**Exercise brief:** When you come to the line with "Returns exactly zero", begin repeating; continue exactly through the final line of the records and include nothing from before.

**Data to examine:**
-- -- --
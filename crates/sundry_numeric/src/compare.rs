//! Near-zero and near-equal comparisons.
//!
//! Equality tolerance is relative: two values are nearly equal when their
//! difference is below the larger magnitude scaled by the type's near-zero
//! threshold.

use std::ops::{Mul, Sub};

use sundry_foundation::NearZero;

/// Returns true if `value` is smaller in magnitude than the type's
/// near-zero threshold.
///
/// # Examples
///
/// ```
/// use sundry_numeric::compare::is_nearly_zero;
///
/// assert!(is_nearly_zero(1e-20_f64));
/// assert!(!is_nearly_zero(1e-3_f64));
/// ```
#[inline]
#[must_use]
pub fn is_nearly_zero<T: NearZero>(value: T) -> bool {
    value.magnitude() < T::NEAR_ZERO
}

/// Returns true if `a` and `b` are identical or differ by less than
/// `max(|a|, |b|) * NEAR_ZERO`.
///
/// NaN is never nearly equal to anything, including itself.
#[must_use]
pub fn is_nearly_equal<T>(a: T, b: T) -> bool
where
    T: NearZero + Sub<Output = T> + Mul<Output = T>,
{
    if a == b {
        return true;
    }

    // Opposite signs differ by at least the larger magnitude. Decimal
    // subtraction below must not see them: MAX - MIN overflows.
    if (a < T::ZERO) != (b < T::ZERO) {
        return false;
    }

    let (ma, mb) = (a.magnitude(), b.magnitude());
    let larger = if ma > mb { ma } else { mb };
    let epsilon = larger * T::NEAR_ZERO;
    (a - b).magnitude() < epsilon
}

/// Returns `target` if `value` is nearly equal to it, else `value`.
#[inline]
#[must_use]
pub fn snap_to<T>(value: T, target: T) -> T
where
    T: NearZero + Sub<Output = T> + Mul<Output = T>,
{
    if is_nearly_equal(value, target) {
        target
    } else {
        value
    }
}

/// Returns exactly zero if `value` is nearly zero, else `value`.
#[inline]
#[must_use]
pub fn snap_to_zero<T: NearZero>(value: T) -> T {
    if is_nearly_zero(value) { T::ZERO } else { value }
}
-- -- --
**Exercise answer:**
/// Returns exactly zero if `value` is nearly zero, else `value`.
#[inline]
#[must_use]
pub fn snap_to_zero<T: NearZero>(value: T) -> T {
    if is_nearly_zero(value) { T::ZERO } else { value }
}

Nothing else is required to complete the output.